→ Task to carry out
Nothing in the listing should be dropped or altered when it is copied.
——————————
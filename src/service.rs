//! The Rockskip service
//!
//! One `Service` owns the store, the lock table, the status registry, the index router and
//! the git/parser collaborators. It is built once, shared by `Arc`, and its background
//! tasks (index workers, eviction daemon) run until `shutdown`.

use std::fmt::Write as _;
use std::sync::Arc;

use tokio::sync::mpsc;
use tokio_util::sync::CancellationToken;
use tracing::info;

use crate::config::RockskipConfig;
use crate::git::{GitserverClient, RepositoryFetcher};
use crate::lock::LockManager;
use crate::parser::ParserFactory;
use crate::router::IndexRouter;
use crate::status::StatusRegistry;
use crate::storage::sqlite::list_repos;
use crate::storage::{DbStats, SqliteStore};
use crate::Result;

pub struct Service {
    pub(crate) config: RockskipConfig,
    pub(crate) store: SqliteStore,
    pub(crate) locks: LockManager,
    pub(crate) status: Arc<StatusRegistry>,
    pub(crate) router: IndexRouter,
    pub(crate) git: Arc<dyn GitserverClient>,
    pub(crate) fetcher: Arc<dyn RepositoryFetcher>,
    pub(crate) parser_factory: Arc<dyn ParserFactory>,
    /// Coalesced "a repo was searched" signal for the eviction daemon
    repo_updates: mpsc::Sender<()>,
    shutdown: CancellationToken,
}

impl Service {
    /// Build the service and spawn its index workers and eviction daemon.
    ///
    /// Must be called from within a tokio runtime.
    pub fn start(
        config: RockskipConfig,
        store: SqliteStore,
        git: Arc<dyn GitserverClient>,
        fetcher: Arc<dyn RepositoryFetcher>,
        parser_factory: Arc<dyn ParserFactory>,
    ) -> Arc<Self> {
        let (router, queues) = IndexRouter::new(config.index_workers, config.index_queue_size);
        let (repo_updates, updates_rx) = mpsc::channel(1);

        let service = Arc::new(Self {
            config,
            store,
            locks: LockManager::new(),
            status: StatusRegistry::new(),
            router,
            git,
            fetcher,
            parser_factory,
            repo_updates,
            shutdown: CancellationToken::new(),
        });

        for (worker, queue) in queues.into_iter().enumerate() {
            tokio::spawn(service.clone().run_index_worker(worker, queue));
        }
        tokio::spawn(service.clone().run_eviction_daemon(updates_rx));

        info!(
            workers = service.config.index_workers,
            max_repos = service.config.max_repos,
            database = %service.store.db_path().display(),
            "rockskip service started"
        );
        service
    }

    pub fn config(&self) -> &RockskipConfig {
        &self.config
    }

    pub fn store(&self) -> &SqliteStore {
        &self.store
    }

    /// Stop background tasks. In-flight index runs stop before their next commit.
    pub fn shutdown(&self) {
        self.shutdown.cancel();
    }

    pub(crate) fn shutdown_token(&self) -> &CancellationToken {
        &self.shutdown
    }

    /// Wake the eviction daemon. A pending wakeup absorbs this one.
    pub(crate) fn signal_repo_update(&self) {
        let _ = self.repo_updates.try_send(());
    }

    pub fn stats(&self) -> Result<DbStats> {
        self.store.stats()
    }

    /// Plain-text status page: table sizes, tracked repos and in-flight requests
    pub fn status_page(&self) -> Result<String> {
        let stats = self.store.stats()?;
        let repos = list_repos(&*self.store.read()?)?;

        let mut page = String::new();
        let _ = writeln!(page, "This is the status page for Rockskip.");
        let _ = writeln!(page);
        let _ = writeln!(page, "Repositories: {} (max {})", stats.repos, self.config.max_repos);
        let _ = writeln!(page, "Commits indexed: {}", stats.commits);
        let _ = writeln!(page, "Symbol rows: {}", stats.symbols);
        let _ = writeln!(page, "Database: {}", self.store.db_path().display());
        let _ = writeln!(page);
        if !repos.is_empty() {
            let _ = writeln!(page, "Most recently searched repositories:");
            for repo in repos.iter().take(20) {
                let accessed = chrono::DateTime::from_timestamp_micros(repo.last_accessed_at)
                    .map(|t| t.format("%Y-%m-%d %H:%M:%S").to_string())
                    .unwrap_or_else(|| repo.last_accessed_at.to_string());
                let _ = writeln!(page, "  {} (last searched {})", repo.name, accessed);
            }
            let _ = writeln!(page);
        }
        page.push_str(&self.status.render());
        Ok(page)
    }
}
——————————
→ Response below
filename src/service.rs
//! The Rockskip service
//!
//! One `Service` owns the store, the lock table, the status registry, the index router and
//! the git/parser collaborators. It is built once, shared by `Arc`, and its background
//! tasks (index workers, eviction daemon) run until `shutdown`.

use std::fmt::Write as _;
use std::sync::Arc;

use tokio::sync::mpsc;
use tokio_util::sync::CancellationToken;
use tracing::info;

use crate::config::RockskipConfig;
use crate::git::{GitserverClient, RepositoryFetcher};
use crate::lock::LockManager;
use crate::parser::ParserFactory;
use crate::router::IndexRouter;
use crate::status::StatusRegistry;
use crate::storage::sqlite::list_repos;
use crate::storage::{DbStats, SqliteStore};
use crate::Result;

pub struct Service {
    pub(crate) config: RockskipConfig,
    pub(crate) store: SqliteStore,
    pub(crate) locks: LockManager,
    pub(crate) status: Arc<StatusRegistry>,
    pub(crate) router: IndexRouter,
    pub(crate) git: Arc<dyn GitserverClient>,
    pub(crate) fetcher: Arc<dyn RepositoryFetcher>,
    pub(crate) parser_factory: Arc<dyn ParserFactory>,
    /// Coalesced "a repo was searched" signal for the eviction daemon
    repo_updates: mpsc::Sender<()>,
    shutdown: CancellationToken,
}

impl Service {
    /// Build the service and spawn its index workers and eviction daemon.
    ///
    /// Must be called from within a tokio runtime.
    pub fn start(
        config: RockskipConfig,
        store: SqliteStore,
        git: Arc<dyn GitserverClient>,
        fetcher: Arc<dyn RepositoryFetcher>,
        parser_factory: Arc<dyn ParserFactory>,
    ) -> Arc<Self> {
        let (router, queues) = IndexRouter::new(config.index_workers, config.index_queue_size);
        let (repo_updates, updates_rx) = mpsc::channel(1);

        let service = Arc::new(Self {
            config,
            store,
            locks: LockManager::new(),
            status: StatusRegistry::new(),
            router,
            git,
            fetcher,
            parser_factory,
            repo_updates,
            shutdown: CancellationToken::new(),
        });

        for (worker, queue) in queues.into_iter().enumerate() {
            tokio::spawn(service.clone().run_index_worker(worker, queue));
        }
        tokio::spawn(service.clone().run_eviction_daemon(updates_rx));

        info!(
            workers = service.config.index_workers,
            max_repos = service.config.max_repos,
            database = %service.store.db_path().display(),
            "rockskip service started"
        );
        service
    }

    pub fn config(&self) -> &RockskipConfig {
        &self.config
    }

    pub fn store(&self) -> &SqliteStore {
        &self.store
    }

    /// Stop background tasks. In-flight index runs stop before their next commit.
    pub fn shutdown(&self) {
        self.shutdown.cancel();
    }

    pub(crate) fn shutdown_token(&self) -> &CancellationToken {
        &self.shutdown
    }

    /// Wake the eviction daemon. A pending wakeup absorbs this one.
    pub(crate) fn signal_repo_update(&self) {
        let _ = self.repo_updates.try_send(());
    }

    pub fn stats(&self) -> Result<DbStats> {
        self.store.stats()
    }

    /// Plain-text status page: table sizes, tracked repos and in-flight requests
    pub fn status_page(&self) -> Result<String> {
        let stats = self.store.stats()?;
        let repos = list_repos(&*self.store.read()?)?;

        let mut page = String::new();
        let _ = writeln!(page, "This is the status page for Rockskip.");
        let _ = writeln!(page);
        let _ = writeln!(page, "Repositories: {} (max {})", stats.repos, self.config.max_repos);
        let _ = writeln!(page, "Commits indexed: {}", stats.commits);
        let _ = writeln!(page, "Symbol rows: {}", stats.symbols);
        let _ = writeln!(page, "Database: {}", self.store.db_path().display());
        let _ = writeln!(page);
        if !repos.is_empty() {
            let _ = writeln!(page, "Most recently searched repositories:");
            for repo in repos.iter().take(20) {
                let accessed = chrono::DateTime::from_timestamp_micros(repo.last_accessed_at)
                    .map(|t| t.format("%Y-%m-%d %H:%M:%S").to_string())
                    .unwrap_or_else(|| repo.last_accessed_at.to_string());
                let _ = writeln!(page, "  {} (last searched {})", repo.name, accessed);
            }
            let _ = writeln!(page);
        }
        page.push_str(&self.status.render());
        Ok(page)
    }
}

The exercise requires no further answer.